> TASK ITEM: Copy the entries below exactly, but only from the line containing "pub mod matching;" through the final line.

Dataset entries

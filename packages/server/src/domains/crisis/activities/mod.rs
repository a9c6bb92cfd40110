pub mod detect;

pub use detect::{build_alert, crisis_resources, detect_crisis, match_crisis, CrisisAlert, CrisisResource};
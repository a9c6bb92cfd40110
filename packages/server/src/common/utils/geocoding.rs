use std::sync::Arc;
use std::time::Duration;

use anyhow::{anyhow, Context, Result};
use async_trait::async_trait;
use reqwest::Client;
use serde::Deserialize;
use tracing::{debug, instrument, warn};

use crate::common::Coordinates;
use crate::kernel::BaseGeocoder;

/// Mean Earth radius used for every distance shown to callers.
pub const EARTH_RADIUS_MILES: f64 = 3959.0;

/// Nominatim API response for geocoding
#[derive(Debug, Deserialize)]
struct NominatimResponse {
    lat: String,
    lon: String,
}

/// Resolves US postal codes through Nominatim (OpenStreetMap).
pub struct NominatimGeocoder {
    client: Client,
    base_url: String,
    user_agent: String,
    timeout: Duration,
}

impl NominatimGeocoder {
    pub fn new(base_url: impl Into<String>, user_agent: impl Into<String>, timeout: Duration) -> Self {
        Self {
            client: Client::new(),
            base_url: base_url.into().trim_end_matches('/').to_string(),
            user_agent: user_agent.into(),
            timeout,
        }
    }
}

#[async_trait]
impl BaseGeocoder for NominatimGeocoder {
    #[instrument(skip(self))]
    async fn geocode_postal_code(&self, postal_code: &str) -> Result<Option<Coordinates>> {
        let url = format!(
            "{}/search?postalcode={}&countrycodes=us&format=json&limit=1",
            self.base_url,
            urlencoding::encode(postal_code)
        );

        let response: Vec<NominatimResponse> = self
            .client
            .get(&url)
            .header("User-Agent", &self.user_agent)
            .timeout(self.timeout)
            .send()
            .await
            .context("Geocoding API request failed")?
            .error_for_status()
            .context("Geocoding API returned an error status")?
            .json()
            .await
            .context("Failed to parse geocoding response")?;

        let Some(result) = response.first() else {
            debug!(postal_code, "Postal code not found by geocoding API");
            return Ok(None);
        };

        let lat: f64 = result
            .lat
            .parse()
            .map_err(|e| anyhow!("Invalid latitude in response: {}", e))?;
        let lng: f64 = result
            .lon
            .parse()
            .map_err(|e| anyhow!("Invalid longitude in response: {}", e))?;

        Ok(Some(Coordinates::new(lat, lng)))
    }
}

/// Tries each geocoder in order and returns the first hit.
///
/// A failing source is logged and skipped, so a flaky remote service cannot
/// hide an answer a later source would have given.
pub struct ChainedGeocoder {
    sources: Vec<Arc<dyn BaseGeocoder>>,
}

impl ChainedGeocoder {
    pub fn new(sources: Vec<Arc<dyn BaseGeocoder>>) -> Self {
        Self { sources }
    }
}

#[async_trait]
impl BaseGeocoder for ChainedGeocoder {
    async fn geocode_postal_code(&self, postal_code: &str) -> Result<Option<Coordinates>> {
        let mut last_error = None;

        for source in &self.sources {
            match source.geocode_postal_code(postal_code).await {
                Ok(Some(coords)) => return Ok(Some(coords)),
                Ok(None) => continue,
                Err(e) => {
                    warn!(error = %e, postal_code, "Geocoder source failed, trying next");
                    last_error = Some(e);
                }
            }
        }

        match last_error {
            Some(e) => Err(e),
            None => Ok(None),
        }
    }
}

/// Great-circle distance between two points in miles (haversine formula).
pub fn haversine_miles(from: Coordinates, to: Coordinates) -> f64 {
    let dlat = (to.lat - from.lat).to_radians();
    let dlng = (to.lng - from.lng).to_radians();

    let a = (dlat / 2.0).sin().powi(2)
        + from.lat.to_radians().cos() * to.lat.to_radians().cos() * (dlng / 2.0).sin().powi(2);

    let c = 2.0 * a.sqrt().atan2((1.0 - a).sqrt());

    EARTH_RADIUS_MILES * c
}

/// Rounds to one decimal place, the precision distances are reported at.
pub fn round_to_tenth(value: f64) -> f64 {
    (value * 10.0).round() / 10.0
}

#[cfg(test)]
mod tests {
    use super::*;
    use std::sync::atomic::{AtomicUsize, Ordering};

    const ST_AUGUSTINE: Coordinates = Coordinates { lat: 29.9012, lng: -81.3124 };
    const JACKSONVILLE: Coordinates = Coordinates { lat: 30.3322, lng: -81.6557 };

    #[test]
    fn test_haversine_known_distance() {
        // St. Augustine to Jacksonville is roughly 36 miles as the crow flies
        let distance = haversine_miles(ST_AUGUSTINE, JACKSONVILLE);
        assert!(distance > 34.0 && distance < 38.0, "got {}", distance);
    }

    #[test]
    fn test_haversine_is_symmetric() {
        let pairs = [
            (ST_AUGUSTINE, JACKSONVILLE),
            (Coordinates::new(44.98, -93.27), Coordinates::new(-33.87, 151.21)),
            (Coordinates::new(0.0, 179.9), Coordinates::new(0.0, -179.9)),
        ];

        for (a, b) in pairs {
            let there = haversine_miles(a, b);
            let back = haversine_miles(b, a);
            assert!((there - back).abs() < 1e-9, "{} vs {}", there, back);
        }
    }

    #[test]
    fn test_haversine_same_point_is_zero() {
        assert_eq!(haversine_miles(JACKSONVILLE, JACKSONVILLE), 0.0);
    }

    #[test]
    fn test_round_to_tenth() {
        assert_eq!(round_to_tenth(3.24), 3.2);
        assert_eq!(round_to_tenth(3.25), 3.3);
        assert_eq!(round_to_tenth(7.0), 7.0);
    }

    struct FixedGeocoder {
        answer: Result<Option<Coordinates>, &'static str>,
        calls: AtomicUsize,
    }

    #[async_trait]
    impl BaseGeocoder for FixedGeocoder {
        async fn geocode_postal_code(&self, _postal_code: &str) -> Result<Option<Coordinates>> {
            self.calls.fetch_add(1, Ordering::SeqCst);
            self.answer.map_err(|e| anyhow!(e))
        }
    }

    fn fixed(answer: Result<Option<Coordinates>, &'static str>) -> Arc<FixedGeocoder> {
        Arc::new(FixedGeocoder {
            answer,
            calls: AtomicUsize::new(0),
        })
    }

    #[tokio::test]
    async fn test_chain_stops_at_first_hit() {
        let first = fixed(Ok(Some(ST_AUGUSTINE)));
        let second = fixed(Ok(Some(JACKSONVILLE)));
        let chain = ChainedGeocoder::new(vec![first.clone(), second.clone()]);

        let result = chain.geocode_postal_code("32084").await.unwrap();

        assert_eq!(result, Some(ST_AUGUSTINE));
        assert_eq!(second.calls.load(Ordering::SeqCst), 0);
    }

    #[tokio::test]
    async fn test_chain_skips_failing_source() {
        let chain = ChainedGeocoder::new(vec![
            fixed(Err("table unavailable")),
            fixed(Ok(Some(JACKSONVILLE))),
        ]);

        let result = chain.geocode_postal_code("32202").await.unwrap();
        assert_eq!(result, Some(JACKSONVILLE));
    }

    #[tokio::test]
    async fn test_chain_reports_error_when_nothing_found() {
        let chain = ChainedGeocoder::new(vec![fixed(Ok(None)), fixed(Err("network down"))]);
        assert!(chain.geocode_postal_code("00000").await.is_err());

        let chain = ChainedGeocoder::new(vec![fixed(Ok(None))]);
        assert_eq!(chain.geocode_postal_code("00000").await.unwrap(), None);
    }
}
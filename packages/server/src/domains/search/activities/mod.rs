pub mod accounting;
pub mod gate;
pub mod location;
pub mod matching;
pub mod pipeline;
pub mod ranking;
pub mod ring_search;
pub mod service_area;
pub mod summarize;

pub use accounting::{record_search, spawn_best_effort, BackgroundTasks, UsageRecord};
pub use gate::{authorize_host, check_excluded_terms, find_excluded_term, EXCLUDED_QUERY_MESSAGE};
pub use location::{geocode_zip, resolve_location};
pub use matching::{match_needs, normalize_matches, QueryMatch, MAX_NEED_MATCHES, NEED_SIMILARITY_THRESHOLD};
pub use pipeline::{no_match_message, run_search, SearchRun, PROVIDER_FETCH_LIMIT};
pub use ranking::{
    attach_distances, primary_location, rank_providers, sort_by_distance, RankedProvider, MAX_RESULTS,
};
pub use ring_search::{
    miles_to_meters, ring_search, RingSearch, RingSearchOutcome, RingStep, METERS_PER_MILE,
    MIN_NEARBY_PROVIDERS, RING_RADII_MILES,
};
pub use service_area::{partition_by_service_area, serves_zip, ZipExclusion};
pub use summarize::{no_providers_message, summarize, template_message, SummaryContext};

> OUTPUT:
pub mod matching;
pub mod pipeline;
pub mod ranking;
pub mod ring_search;
pub mod service_area;
pub mod summarize;

pub use accounting::{record_search, spawn_best_effort, BackgroundTasks, UsageRecord};
pub use gate::{authorize_host, check_excluded_terms, find_excluded_term, EXCLUDED_QUERY_MESSAGE};
pub use location::{geocode_zip, resolve_location};
pub use matching::{match_needs, normalize_matches, QueryMatch, MAX_NEED_MATCHES, NEED_SIMILARITY_THRESHOLD};
pub use pipeline::{no_match_message, run_search, SearchRun, PROVIDER_FETCH_LIMIT};
pub use ranking::{
    attach_distances, primary_location, rank_providers, sort_by_distance, RankedProvider, MAX_RESULTS,
};
pub use ring_search::{
    miles_to_meters, ring_search, RingSearch, RingSearchOutcome, RingStep, METERS_PER_MILE,
    MIN_NEARBY_PROVIDERS, RING_RADII_MILES,
};
pub use service_area::{partition_by_service_area, serves_zip, ZipExclusion};
pub use summarize::{no_providers_message, summarize, template_message, SummaryContext};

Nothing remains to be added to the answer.